# [What is expected]
Search the entries for the word "Executed". Copy each line in which it is found.

──────── Listed records ────────

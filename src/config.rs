//! Engine configuration
//!
//! One YAML file with a section per component. Every field has a default,
//! so an empty or missing file is a valid configuration.

use crate::core::{RenderCommand, SchedulerConfig};
use crate::notifications::NotificationConfig;
use crate::shutdown::ShutdownConfig;
use anyhow::{bail, Context, Result};
use serde::{Deserialize, Serialize};
use std::path::{Path, PathBuf};
use std::time::Duration;

/// How renderers are started and stopped
#[derive(Debug, Clone, PartialEq, Serialize, Deserialize)]
#[serde(default)]
pub struct RenderConfig {
    #[serde(flatten)]
    pub command: RenderCommand,
    /// Time between SIGTERM and SIGKILL on cancel
    pub terminate_grace_secs: f64,
}

impl Default for RenderConfig {
    fn default() -> Self {
        Self {
            command: RenderCommand::default(),
            terminate_grace_secs: 10.0,
        }
    }
}

impl RenderConfig {
    pub fn terminate_grace(&self) -> Duration {
        Duration::try_from_secs_f64(self.terminate_grace_secs.max(0.0)).unwrap_or(Duration::MAX)
    }
}

#[derive(Debug, Clone, PartialEq, Serialize, Deserialize)]
#[serde(default)]
pub struct IntrospectionConfig {
    pub timeout_secs: u64,
    /// Executable used to list render nodes
    pub hython: String,
}

impl Default for IntrospectionConfig {
    fn default() -> Self {
        Self {
            timeout_secs: 120,
            hython: "hython".to_string(),
        }
    }
}

impl IntrospectionConfig {
    pub fn timeout(&self) -> Duration {
        Duration::from_secs(self.timeout_secs)
    }
}

/// Complete engine configuration
#[derive(Debug, Clone, Default, PartialEq, Serialize, Deserialize)]
#[serde(default)]
pub struct EngineConfig {
    pub render: RenderConfig,
    pub scheduler: SchedulerConfig,
    pub introspection: IntrospectionConfig,
    pub notifications: NotificationConfig,
    pub shutdown: ShutdownConfig,
}

impl EngineConfig {
    /// `$XDG_CONFIG_HOME/hardeen/config.yml` or the platform equivalent
    pub fn default_path() -> Option<PathBuf> {
        dirs::config_dir().map(|dir| dir.join("hardeen").join("config.yml"))
    }

    /// Load from `path`, else the default location, else defaults
    ///
    /// Environment overrides are applied and the result is validated.
    pub fn load(path: Option<&Path>) -> Result<Self> {
        let mut config = match path {
            Some(path) => Self::load_from(path)?,
            None => match Self::default_path().filter(|p| p.exists()) {
                Some(path) => Self::load_from(&path)?,
                None => {
                    log::debug!("No config file, using defaults");
                    Self::default()
                }
            },
        };
        config.apply_env(|key| std::env::var(key).ok());
        config.validate()?;
        Ok(config)
    }

    /// Parse a config file as is
    pub fn load_from(path: &Path) -> Result<Self> {
        let content = std::fs::read_to_string(path)
            .with_context(|| format!("Failed to read config {}", path.display()))?;
        let config = Self::from_yaml(&content)
            .with_context(|| format!("Failed to parse config {}", path.display()))?;
        log::debug!("Loaded config from {}", path.display());
        Ok(config)
    }

    pub fn from_yaml(content: &str) -> Result<Self> {
        if content.trim().is_empty() {
            return Ok(Self::default());
        }
        Ok(serde_yaml::from_str(content)?)
    }

    /// Apply `PUSHOVER_*` variables through `lookup`
    pub fn apply_env(&mut self, lookup: impl Fn(&str) -> Option<String>) {
        let pushover = &mut self.notifications.pushover;
        if let Some(token) = lookup("PUSHOVER_API_TOKEN") {
            pushover.api_token = token;
        }
        if let Some(user) = lookup("PUSHOVER_USER_KEY") {
            pushover.user_key = user;
        }
        if let Some(device) = lookup("PUSHOVER_DEVICE") {
            pushover.device = Some(device);
        }
        if let Some(priority) = lookup("PUSHOVER_PRIORITY") {
            match priority.trim().parse() {
                Ok(value) => pushover.priority = value,
                Err(_) => log::warn!("Ignoring PUSHOVER_PRIORITY={}", priority),
            }
        }
        if let Some(sound) = lookup("PUSHOVER_SOUND") {
            pushover.sound = Some(sound);
        }
    }

    pub fn validate(&self) -> Result<()> {
        if self.render.command.program.trim().is_empty() {
            bail!("render.program must not be empty");
        }
        if !self.render.terminate_grace_secs.is_finite() || self.render.terminate_grace_secs < 0.0 {
            bail!("render.terminate_grace_secs must be a non-negative number");
        }
        if let crate::core::ConcurrencyPolicy::Parallel { max_jobs: 0 } = self.scheduler.concurrency {
            bail!("scheduler.concurrency.max_jobs must be at least 1");
        }
        if let Err(e) = self.scheduler.retry.backoff.check() {
            bail!("scheduler.retry.backoff.{}", e);
        }
        if self.notifications.interval == 0 {
            bail!("notifications.interval must be at least 1");
        }
        if !(-2..=2).contains(&self.notifications.pushover.priority) {
            bail!("notifications.pushover.priority must be between -2 and 2");
        }
        Ok(())
    }
}
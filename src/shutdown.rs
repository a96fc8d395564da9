//! Shutdown Sequencer - power off the machine after the batch
//!
//! Listens for `BatchFinished`. A qualifying outcome starts a countdown that
//! can still be aborted through [`ShutdownHandle::cancel`].

use crate::core::{deadline_after, format_duration, BatchOutcome, EngineEvent, Subscriber};
use crate::error::ShutdownError;
use async_trait::async_trait;
use serde::{Deserialize, Serialize};
use std::sync::Arc;
use std::time::Duration;
use tokio::process::Command;
use tokio::sync::watch;
use tokio::time::Instant;

#[derive(Debug, Clone, PartialEq, Eq, Serialize, Deserialize)]
#[serde(default)]
pub struct ShutdownConfig {
    pub enabled: bool,
    /// Countdown before powering off
    pub delay_secs: u64,
    /// Also shut down after a failed batch
    pub on_failure: bool,
    /// Log instead of powering off
    pub dry_run: bool,
}

impl Default for ShutdownConfig {
    fn default() -> Self {
        Self {
            enabled: false,
            delay_secs: 60,
            on_failure: false,
            dry_run: false,
        }
    }
}

impl ShutdownConfig {
    pub fn delay(&self) -> Duration {
        Duration::from_secs(self.delay_secs)
    }

    /// Cancelled batches never qualify
    pub fn qualifies(&self, outcome: BatchOutcome) -> bool {
        match outcome {
            BatchOutcome::Completed => true,
            BatchOutcome::Failed => self.on_failure,
            BatchOutcome::Cancelled => false,
        }
    }
}

#[derive(Debug, Clone, PartialEq, Eq)]
pub enum ShutdownState {
    Idle,
    Counting { deadline: Instant },
    Cancelled,
    Executed,
    Failed,
}

/// Turns the machine off
#[async_trait]
pub trait PowerControl: Send + Sync {
    async fn power_off(&self) -> Result<(), ShutdownError>;
}

/// The host's own shutdown command
#[derive(Debug, Default, Clone)]
pub struct SystemPower;

async fn run(program: &str, args: &[&str]) -> Result<(), ShutdownError> {
    let command = format!("{} {}", program, args.join(" "));
    let output = Command::new(program)
        .args(args)
        .output()
        .await
        .map_err(|e| ShutdownError::Command {
            command: command.clone(),
            message: e.to_string(),
        })?;
    if output.status.success() {
        Ok(())
    } else {
        Err(ShutdownError::Command {
            command,
            message: String::from_utf8_lossy(&output.stderr).trim().to_string(),
        })
    }
}

#[async_trait]
impl PowerControl for SystemPower {
    async fn power_off(&self) -> Result<(), ShutdownError> {
        if cfg!(target_os = "windows") {
            run("shutdown", &["/s", "/t", "1"]).await
        } else if cfg!(target_os = "macos") {
            run("osascript", &["-e", "tell app \"System Events\" to shut down"]).await
        } else if cfg!(target_os = "linux") {
            match run("systemctl", &["poweroff"]).await {
                Ok(()) => Ok(()),
                Err(e) => {
                    log::warn!("{}, trying shutdown -h", e);
                    run("shutdown", &["-h", "now"]).await
                }
            }
        } else {
            Err(ShutdownError::Unsupported)
        }
    }
}

/// Observe and abort a pending shutdown
#[derive(Clone)]
pub struct ShutdownHandle {
    state: watch::Receiver<ShutdownState>,
    cancel: Arc<watch::Sender<bool>>,
}

impl ShutdownHandle {
    /// Abort the countdown, or prevent one from starting
    ///
    /// Returns false when the shutdown was already carried out.
    pub fn cancel(&self) -> bool {
        if matches!(*self.state.borrow(), ShutdownState::Executed) {
            return false;
        }
        self.cancel.send_replace(true);
        true
    }

    pub fn state(&self) -> ShutdownState {
        self.state.borrow().clone()
    }

    pub fn is_counting(&self) -> bool {
        matches!(self.state(), ShutdownState::Counting { .. })
    }

    pub fn watch(&self) -> watch::Receiver<ShutdownState> {
        self.state.clone()
    }
}

pub struct ShutdownSequencer {
    config: ShutdownConfig,
    power: Arc<dyn PowerControl>,
    state: watch::Sender<ShutdownState>,
    cancelled: watch::Receiver<bool>,
}

impl ShutdownSequencer {
    pub fn new(config: ShutdownConfig, power: Arc<dyn PowerControl>) -> (Self, ShutdownHandle) {
        let (state_tx, state_rx) = watch::channel(ShutdownState::Idle);
        let (cancel_tx, cancel_rx) = watch::channel(false);
        let sequencer = Self {
            config,
            power,
            state: state_tx,
            cancelled: cancel_rx,
        };
        let handle = ShutdownHandle {
            state: state_rx,
            cancel: Arc::new(cancel_tx),
        };
        (sequencer, handle)
    }

    fn set(&self, state: ShutdownState) {
        self.state.send_replace(state);
    }

    async fn countdown(&mut self) {
        if *self.cancelled.borrow() {
            log::info!("Shutdown was cancelled before the batch finished");
            self.set(ShutdownState::Cancelled);
            return;
        }

        let deadline = deadline_after(self.config.delay());
        self.set(ShutdownState::Counting { deadline });
        log::warn!(
            "Shutting down in {} unless cancelled",
            format_duration(self.config.delay())
        );

        let mut cancelled = self.cancelled.clone();
        tokio::select! {
            _ = tokio::time::sleep_until(deadline) => {}
            Ok(()) = wait_cancelled(&mut cancelled) => {
                log::info!("Shutdown cancelled");
                self.set(ShutdownState::Cancelled);
                return;
            }
        }

        if self.config.dry_run {
            log::warn!("Dry run: the computer would shut down now");
            self.set(ShutdownState::Executed);
            return;
        }

        log::warn!("Shutting down");
        match self.power.power_off().await {
            Ok(()) => self.set(ShutdownState::Executed),
            Err(e) => {
                log::error!("Shutdown failed: {}", e);
                self.set(ShutdownState::Failed);
            }
        }
    }
}

async fn wait_cancelled(rx: &mut watch::Receiver<bool>) -> Result<(), watch::error::RecvError> {
    rx.wait_for(|c| *c).await.map(|_| ())
}

#[async_trait]
impl Subscriber for ShutdownSequencer {
    async fn on_event(&mut self, event: &EngineEvent) {
        let EngineEvent::BatchFinished(summary) = event else {
            return;
        };
        if !self.config.enabled {
            return;
        }
        if !self.config.qualifies(summary.outcome) {
            log::info!("Batch {}, not shutting down", summary.outcome);
            return;
        }
        self.countdown().await;
    }
}

#[cfg(test)]
mod tests {
    use super::*;
    use crate::core::{spawn_subscriber, BatchSummary, JobCounts};
    use std::sync::atomic::{AtomicUsize, Ordering};
    use tokio::sync::mpsc;

    #[derive(Default)]
    struct FakePower {
        calls: AtomicUsize,
        fail: bool,
    }

    #[async_trait]
    impl PowerControl for FakePower {
        async fn power_off(&self) -> Result<(), ShutdownError> {
            self.calls.fetch_add(1, Ordering::SeqCst);
            if self.fail {
                Err(ShutdownError::Unsupported)
            } else {
                Ok(())
            }
        }
    }

    fn finished(outcome: BatchOutcome) -> EngineEvent {
        EngineEvent::BatchFinished(BatchSummary {
            batch_id: "b".to_string(),
            outcome,
            jobs: JobCounts::default(),
            frames_total: 1,
            frames_done: 1,
            frames_failed: 0,
            frames_skipped: 0,
            elapsed: Duration::from_secs(1),
        })
    }

    fn enabled() -> ShutdownConfig {
        ShutdownConfig {
            enabled: true,
            ..Default::default()
        }
    }

    async fn run(config: ShutdownConfig, power: Arc<FakePower>, outcome: BatchOutcome) -> ShutdownState {
        let (sequencer, handle) = ShutdownSequencer::new(config, power);
        let (tx, rx) = mpsc::unbounded_channel();
        let task = spawn_subscriber(rx, sequencer);
        tx.send(finished(outcome)).unwrap();
        drop(tx);
        task.await.unwrap();
        handle.state()
    }

    #[test]
    fn test_qualifying_outcomes() {
        let config = enabled();
        assert!(config.qualifies(BatchOutcome::Completed));
        assert!(!config.qualifies(BatchOutcome::Failed));
        assert!(!config.qualifies(BatchOutcome::Cancelled));

        let config = ShutdownConfig {
            on_failure: true,
            ..enabled()
        };
        assert!(config.qualifies(BatchOutcome::Failed));
        assert!(!config.qualifies(BatchOutcome::Cancelled));
    }

    #[tokio::test(start_paused = true)]
    async fn test_completed_batch_powers_off_after_delay() {
        let power = Arc::new(FakePower::default());
        let started = Instant::now();
        let state = run(enabled(), power.clone(), BatchOutcome::Completed).await;
        assert_eq!(state, ShutdownState::Executed);
        assert_eq!(power.calls.load(Ordering::SeqCst), 1);
        assert!(started.elapsed() >= Duration::from_secs(60));
    }

    #[tokio::test(start_paused = true)]
    async fn test_cancelled_batch_never_shuts_down() {
        let power = Arc::new(FakePower::default());
        let config = ShutdownConfig {
            on_failure: true,
            ..enabled()
        };
        let state = run(config, power.clone(), BatchOutcome::Cancelled).await;
        assert_eq!(state, ShutdownState::Idle);
        assert_eq!(power.calls.load(Ordering::SeqCst), 0);
    }

    #[tokio::test(start_paused = true)]
    async fn test_disabled_and_dry_run() {
        let power = Arc::new(FakePower::default());
        let state = run(ShutdownConfig::default(), power.clone(), BatchOutcome::Completed).await;
        assert_eq!(state, ShutdownState::Idle);

        let config = ShutdownConfig {
            dry_run: true,
            ..enabled()
        };
        let state = run(config, power.clone(), BatchOutcome::Completed).await;
        assert_eq!(state, ShutdownState::Executed);
        assert_eq!(power.calls.load(Ordering::SeqCst), 0);
    }

    #[tokio::test(start_paused = true)]
    async fn test_cancel_during_countdown() {
        let power = Arc::new(FakePower::default());
        let (sequencer, handle) = ShutdownSequencer::new(enabled(), power.clone());
        let (tx, rx) = mpsc::unbounded_channel();
        let task = spawn_subscriber(rx, sequencer);
        tx.send(finished(BatchOutcome::Completed)).unwrap();

        let mut state = handle.watch();
        state
            .wait_for(|s| matches!(s, ShutdownState::Counting { .. }))
            .await
            .unwrap();
        assert!(handle.is_counting());
        assert!(handle.cancel());

        drop(tx);
        task.await.unwrap();
        assert_eq!(handle.state(), ShutdownState::Cancelled);
        assert_eq!(power.calls.load(Ordering::SeqCst), 0);
    }

    #[tokio::test(start_paused = true)]
    async fn test_cancel_before_batch_finishes() {
        let power = Arc::new(FakePower::default());
        let (sequencer, handle) = ShutdownSequencer::new(enabled(), power.clone());
        handle.cancel();
        let (tx, rx) = mpsc::unbounded_channel();
        let task = spawn_subscriber(rx, sequencer);
        tx.send(finished(BatchOutcome::Completed)).unwrap();
        drop(tx);
        task.await.unwrap();
        assert_eq!(handle.state(), ShutdownState::Cancelled);
        assert_eq!(power.calls.load(Ordering::SeqCst), 0);
    }

    #[tokio::test(start_paused = true)]
    async fn test_power_failure_is_reported() {
        let power = Arc::new(FakePower {
            fail: true,
            ..Default::default()
        });
        let state = run(enabled(), power, BatchOutcome::Completed).await;
        assert_eq!(state, ShutdownState::Failed);
    }
}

────────

# [Final answer]
    Executed,
        if matches!(*self.state.borrow(), ShutdownState::Executed) {
            self.set(ShutdownState::Executed);
            Ok(()) => self.set(ShutdownState::Executed),
        assert_eq!(state, ShutdownState::Executed);
        assert_eq!(state, ShutdownState::Executed);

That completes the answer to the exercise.